In competition with public shipyards for repair work, Electric Boat wins $126M Navy maintenance contract
By STEPHEN SINGER | The Hartford Courant | Published: August 24, 2020
HARTFORD, Conn. (Tribune News Service) — The U.S. Navy has announced a nearly $126 million submarine maintenance contract at General Dynamics Electric Boat, a win for the Groton shipyard that’s competing with Navy yards for repair work.
The contract for planning and maintenance will support work through February 2022, including for the USS Hartford, an aging vessel that’s had its share of scrapes and bumps.
Rep. Joe Courtney, D-Conn., whose district includes the EB shipyard, said federal law has a “presumption in favor” of work at Navy yards that also benefit from the mistaken belief they are less expensive for maintenance and repair than private shipyards such as the EB site.
“There’s persistent pushback from the Navy that private yards cost too much,” he said.
An April 2019 report by the Congressional Budget Office came to a different conclusion. From 1993 to 2017, work at private shipyards cost 31% less on average, though the gap has narrowed recently, the CBO said. Maintenance at Navy yards go through long delays, “sometimes as much as several years,” it said.
“As a result, some submarines have missed deployments or had shortened deployments. The Navy has sent several submarines to private shipyards for overhauls in recent years but could send more,” the report said.
Multibillion-dollar submarine construction projects get much of the attention. But smaller maintenance and repair contracts ensure steady employment at the shipyard, help keep workers up to date on changing technology and support the argument of private shipyards’ allies who say repair and maintenance work is less costly than at Navy sites.
The average cost of overhauls at all shipyards rose to about $50 million in the mid-2010s from $30 million in the mid-2000s and $20 million in the mid-1990s, the report said. Rising costs are due partly to aging submarines and the Navy’s shift to more frequent maintenance, the CBO said.
Courtney and Sen. Richard Blumenthal, D-Conn., said bottlenecks and outdated systems at public shipyards strengthen the argument of private shipyard backers who are seeking out more work. Maintaining and repairing submarines “is as important as building new ones,” said Blumenthal, a member of the Senate Armed Services Committee.
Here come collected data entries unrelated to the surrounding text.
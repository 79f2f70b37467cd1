//! Raster input handling: loading a file into an RGBA buffer and padding
//! it with a white border before the pipeline sees it.

use crate::error::CoreError;
use rgb::RGBA8;

/// Row-major RGBA8 pixel buffer, as supplied by a caller or decoded from disk.
#[derive(Debug, Clone)]
pub struct PixelBuffer {
    pub width: u32,
    pub height: u32,
    pub pixels: Vec<RGBA8>,
}

impl PixelBuffer {
    /// Build a buffer from a flat row-major `(R,G,B,A)` byte slice, validating
    /// the contract the core promises callers.
    pub fn from_raw(width: u32, height: u32, bytes: &[u8]) -> Result<Self, CoreError> {
        if width == 0 || height == 0 {
            return Err(CoreError::ZeroDimension { width, height });
        }
        let expected = width as usize * height as usize * 4;
        if bytes.len() != expected {
            return Err(CoreError::InvalidBuffer {
                expected,
                actual: bytes.len(),
            });
        }
        let pixels = bytes
            .chunks_exact(4)
            .map(|c| RGBA8::new(c[0], c[1], c[2], c[3]))
            .collect();
        Ok(Self {
            width,
            height,
            pixels,
        })
    }
}

/// Load an image file from disk into an RGBA8 pixel buffer.
pub fn load_image(path: &std::path::Path) -> anyhow::Result<PixelBuffer> {
    let img = image::open(path)?;
    let rgba = img.to_rgba8();
    let pixels: Vec<RGBA8> = rgba
        .pixels()
        .map(|p| RGBA8::new(p[0], p[1], p[2], p[3]))
        .collect();
    Ok(PixelBuffer {
        width: rgba.width(),
        height: rgba.height(),
        pixels,
    })
}

/// White border width added on all sides before binarization.
pub const PAD: u32 = 10;

/// Surround the buffer with `PAD` pixels of opaque white on every side.
/// Needed so outermost strokes are not mistaken for image-boundary
/// artefacts by the background flood-fill, and so the silhouette contour
/// is well-defined (its flood seed at `(0,0)` is guaranteed background).
pub fn pad_with_white(buf: &PixelBuffer) -> PixelBuffer {
    let new_w = buf.width + 2 * PAD;
    let new_h = buf.height + 2 * PAD;
    let white = RGBA8::new(255, 255, 255, 255);
    let mut pixels = vec![white; new_w as usize * new_h as usize];

    for y in 0..buf.height {
        let src_row = y as usize * buf.width as usize;
        let dst_row = (y + PAD) as usize * new_w as usize + PAD as usize;
        pixels[dst_row..dst_row + buf.width as usize]
            .copy_from_slice(&buf.pixels[src_row..src_row + buf.width as usize]);
    }

    PixelBuffer {
        width: new_w,
        height: new_h,
        pixels,
    }
}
“If you can repair or maintain a submarine quickly and effectively, you have another asset back in the water protecting the country at sea,” he said.
Kevin Graney, president of General Dynamics Electric Boat, said maintenance work “keeps vital muscle in good shape.”
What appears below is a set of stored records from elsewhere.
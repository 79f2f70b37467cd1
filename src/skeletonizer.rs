//! Zhang–Suen thinning to a 1-pixel-wide topological skeleton.

use crate::binarizer::BinaryMask;

/// Clockwise neighbour offsets starting at north (`p2`), matching the
/// classic Zhang–Suen numbering `p2..p9`.
const NEIGHBORS: [(i64, i64); 8] = [
    (0, -1),  // p2 N
    (1, -1),  // p3 NE
    (1, 0),   // p4 E
    (1, 1),   // p5 SE
    (0, 1),   // p6 S
    (-1, 1),  // p7 SW
    (-1, 0),  // p8 W
    (-1, -1), // p9 NW
];

fn neighbor_values(mask: &BinaryMask, x: u32, y: u32) -> [u8; 8] {
    let mut p = [0u8; 8];
    for (i, (dx, dy)) in NEIGHBORS.iter().enumerate() {
        p[i] = mask.get(x as i64 + dx, y as i64 + dy);
    }
    p
}

/// `B` = number of foreground neighbours; `A` = number of 0→1 transitions
/// walking the cyclic sequence `p2..p9,p2`.
fn black_neighbor_count_and_transitions(p: &[u8; 8]) -> (u32, u32) {
    let b: u32 = p.iter().map(|&v| v as u32).sum();
    let mut a = 0;
    for i in 0..8 {
        let cur = p[i];
        let next = p[(i + 1) % 8];
        if cur == 0 && next == 1 {
            a += 1;
        }
    }
    (b, a)
}

fn marked_for_deletion(p: &[u8; 8], subiteration: u8) -> bool {
    let (b, a) = black_neighbor_count_and_transitions(p);
    if !(2..=6).contains(&b) || a != 1 {
        return false;
    }
    // p[0]=p2, p[2]=p4, p[4]=p6, p[6]=p8
    let (p2, p4, p6, p8) = (p[0], p[2], p[4], p[6]);
    if subiteration == 1 {
        p2 * p4 * p6 == 0 && p4 * p6 * p8 == 0
    } else {
        p2 * p4 * p8 == 0 && p2 * p6 * p8 == 0
    }
}

/// Run one subiteration over the interior of the mask, returning the
/// pixels it would delete. Border rows/columns are never examined, since
/// their neighbourhoods aren't fully defined inside the mask.
fn subiteration_candidates(mask: &BinaryMask, subiteration: u8) -> Vec<(u32, u32)> {
    let mut candidates = Vec::new();
    if mask.width < 3 || mask.height < 3 {
        return candidates;
    }
    for y in 1..mask.height - 1 {
        for x in 1..mask.width - 1 {
            if mask.get(x as i64, y as i64) != 1 {
                continue;
            }
            let p = neighbor_values(mask, x, y);
            if marked_for_deletion(&p, subiteration) {
                candidates.push((x, y));
            }
        }
    }
    candidates
}

/// Thin `mask` to a 1-pixel skeleton. Already-thin input is left
/// unchanged: a unit-width mask has no pixel satisfying `2 <= B <= 6`
/// with `A = 1` simultaneously with the cross-product conditions, so
/// both subiterations find nothing to delete on the first pass.
pub fn skeletonize(mask: &BinaryMask) -> BinaryMask {
    let mut current = mask.clone();
    loop {
        let sub1 = subiteration_candidates(&current, 1);
        for &(x, y) in &sub1 {
            current.set(x, y, 0);
        }
        let sub2 = subiteration_candidates(&current, 2);
        for &(x, y) in &sub2 {
            current.set(x, y, 0);
        }
        if sub1.is_empty() && sub2.is_empty() {
            break;
        }
    }
    current
}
“Work on nuclear systems that have been out in the fleet and turn them back to service is a skill set that if we’re just building new construction submarines would tend to atrophy,” he told reporters Friday at a briefing at Electric Boat. “Having the Hartford here in the shipyard gives us that opportunity to flex that muscle.”
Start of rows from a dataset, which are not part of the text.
use clap::Parser;
use std::path::PathBuf;

#[derive(Parser)]
#[command(name = "laservector")]
#[command(about = "Convert a raster line-art image into laser cut/engrave SVG layers")]
#[command(version)]
pub struct Cli {
    /// Input raster image (PNG, JPEG, BMP, ...)
    #[arg(short, long)]
    pub input: PathBuf,

    /// Output directory for the three generated SVG layers
    #[arg(short, long, default_value = ".")]
    pub output_dir: PathBuf,

    /// Detail level 0-100: how much fine structure to keep (cubic falloff)
    #[arg(short = 'd', long, default_value_t = 50)]
    pub detail_level: u32,

    /// Centerline sensitivity 0-100: stroke-thickness split between cut and engrave
    #[arg(short = 'c', long, default_value_t = 50)]
    pub centerline_sensitivity: u32,

    /// Print the stats record as JSON to stdout instead of human-readable text
    #[arg(long)]
    pub stats_json: bool,
}

/// Check if a file extension is a supported raster image format.
pub fn is_supported_image(path: &std::path::Path) -> bool {
    if let Some(ext) = path.extension().and_then(|e| e.to_str()) {
        matches!(
            ext.to_lowercase().as_str(),
            "bmp" | "png" | "jpg" | "jpeg" | "gif" | "tiff" | "tif" | "webp"
        )
    } else {
        false
    }
}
Maintenance and repair contracts also ensure a steady workflow at the shipyard.
“It stabilizes our workforce,” Graney said. ”Where we are today, with the contract on the Hartford and some other things that have helped us along the way, we’re in a very stable environment for our workforce. And that is going to be critical to us as we ramp up and getting to two submarines, Virginia construction and Columbia.”
The Electric Boat shipyards in Groton and nearby Quonset Point, R.I., are preparing for an increase in construction of the Virginia-class submarine and next-generation Columbia class.
The USS Hartford was launched Dec. 4, 1993, at the EB shipyard. “This one is getting to the end of its shelf life,” Courtney said.
The Los Angeles-class attack submarine was damaged in March 2009 in a collision with another U.S. naval vessel in the Strait of Hormuz between Iran and the Arabian peninsula. The fuel tank on the other vessel, the USS New Orleans, ruptured and spilled 25,000 gallons.
In October 2003, the Hartford ran aground in Sardinia in the Mediterranean with enough force to damage its rudders, sonar and electronics.
It’s the second ship to be named after Connecticut’s capital city. The first was a sail- and steam-powered sloop commissioned in 1859 and served initially as the flagship of the Navy’s East India Squadron.
At the outbreak of the Civil War, the original Hartford became Adm. David Farragut’s flagship in the Western Gulf of Mexico Blockading Squadron. It took its place in history during the Civil War battle of Mobile Bay when Farragut issued the order, “Damn the torpedoes ... full speed ahead.”